Work order: Every line of the following records that includes "StdError" should be copied.

*** Excerpted data

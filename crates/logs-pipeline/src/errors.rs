// Copyright 2025-Present Datadog, Inc. https://www.datadoghq.com/
// SPDX-License-Identifier: Apache-2.0

//! Error types returned by the pipeline.
//!
//! Validation and closed-state errors are returned synchronously from
//! `submit`. Delivery errors (circuit open, retries exhausted, cancelled, HTTP
//! status) only surface through `flush` and `close`; the background flush path
//! logs them instead.

use std::error::Error as StdError;

use crate::retry::is_retryable_status;

/// A record or batch that failed validation.
#[derive(Debug, Clone, PartialEq, Eq, thiserror::Error)]
#[error("validation error on field '{field}': {message}")]
pub struct ValidationError {
    pub field: String,
    pub message: String,
}

impl ValidationError {
    pub fn new(field: impl Into<String>, message: impl Into<String>) -> Self {
        Self {
            field: field.into(),
            message: message.into(),
        }
    }
}

/// A delivery attempt that produced no response.
#[derive(Debug, thiserror::Error)]
#[error("{message}")]
pub struct TransportError {
    message: String,
    cancelled: bool,
    #[source]
    source: Option<Box<dyn StdError + Send + Sync>>,
}

impl TransportError {
    pub fn new(message: impl Into<String>) -> Self {
        Self {
            message: message.into(),
            cancelled: false,
            source: None,
        }
    }

    pub fn with_source(
        message: impl Into<String>,
        source: impl Into<Box<dyn StdError + Send + Sync>>,
    ) -> Self {
        Self {
            message: message.into(),
            cancelled: false,
            source: Some(source.into()),
        }
    }

    /// The attempt was abandoned because the caller's context finished.
    pub fn cancelled() -> Self {
        Self {
            message: "request cancelled".to_string(),
            cancelled: true,
            source: None,
        }
    }

    #[must_use]
    pub fn is_cancelled(&self) -> bool {
        self.cancelled
    }

    #[must_use]
    pub fn message(&self) -> &str {
        &self.message
    }
}

#[derive(Debug, thiserror::Error)]
pub enum Error {
    #[error("invalid log: {0}")]
    ValidationRejected(#[from] ValidationError),

    #[error("client is closed")]
    Closed,

    #[error("circuit breaker is open")]
    CircuitOpen,

    #[error("max retries exceeded after {attempts} attempts: {source}")]
    RetriesExhausted {
        attempts: u32,
        #[source]
        source: TransportError,
    },

    #[error("operation cancelled")]
    Cancelled,

    /// The context finished after the batch was handed to the intake at least
    /// once; whether it arrived is unknown.
    #[error("delivery interrupted after {attempts} attempts")]
    Interrupted { attempts: u32 },

    #[error("HTTP {status}: {body}")]
    Http { status: u16, body: String },

    #[error("invalid configuration: {0}")]
    Config(String),
}

impl Error {
    /// Whether the same delivery could succeed if tried again later.
    #[must_use]
    pub fn is_retryable(&self) -> bool {
        match self {
            Error::Http { status, .. } => is_retryable_status(*status),
            Error::CircuitOpen | Error::RetriesExhausted { .. } => true,
            Error::ValidationRejected(_)
            | Error::Closed
            | Error::Cancelled
            | Error::Interrupted { .. }
            | Error::Config(_) => false,
        }
    }
}
// Copyright 2025-Present Datadog, Inc. https://www.datadoghq.com/
// SPDX-License-Identifier: Apache-2.0

//! Exponential backoff with additive jitter.
//!
//! For a zero-based `attempt` the wait is `min * 2^attempt`, capped at `max`,
//! plus a jitter drawn uniformly from `[0, 0.25 * capped]`.

use std::time::Duration;

/// Upper bound of the jitter as a fraction of the capped wait.
const JITTER_FACTOR: f64 = 0.25;

/// Computes the wait before retry `attempt` using the thread-local generator.
#[must_use]
pub fn compute(attempt: u32, min: Duration, max: Duration) -> Duration {
    with_jitter(capped(attempt, min, max), fastrand::f64())
}

/// Same as [`compute`] with an explicit generator, for reproducible sequences.
#[must_use]
pub fn compute_with_rng(
    rng: &mut fastrand::Rng,
    attempt: u32,
    min: Duration,
    max: Duration,
) -> Duration {
    with_jitter(capped(attempt, min, max), rng.f64())
}

/// `min * 2^attempt` capped at `max`; saturates instead of overflowing.
fn capped(attempt: u32, min: Duration, max: Duration) -> Duration {
    let factor = 2u32.checked_pow(attempt).unwrap_or(u32::MAX);
    min.checked_mul(factor).unwrap_or(max).min(max)
}

fn with_jitter(base: Duration, unit: f64) -> Duration {
    base + base.mul_f64(JITTER_FACTOR * unit.clamp(0.0, 1.0))
}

******

Your response:
use std::error::Error as StdError;
    source: Option<Box<dyn StdError + Send + Sync>>,
        source: impl Into<Box<dyn StdError + Send + Sync>>,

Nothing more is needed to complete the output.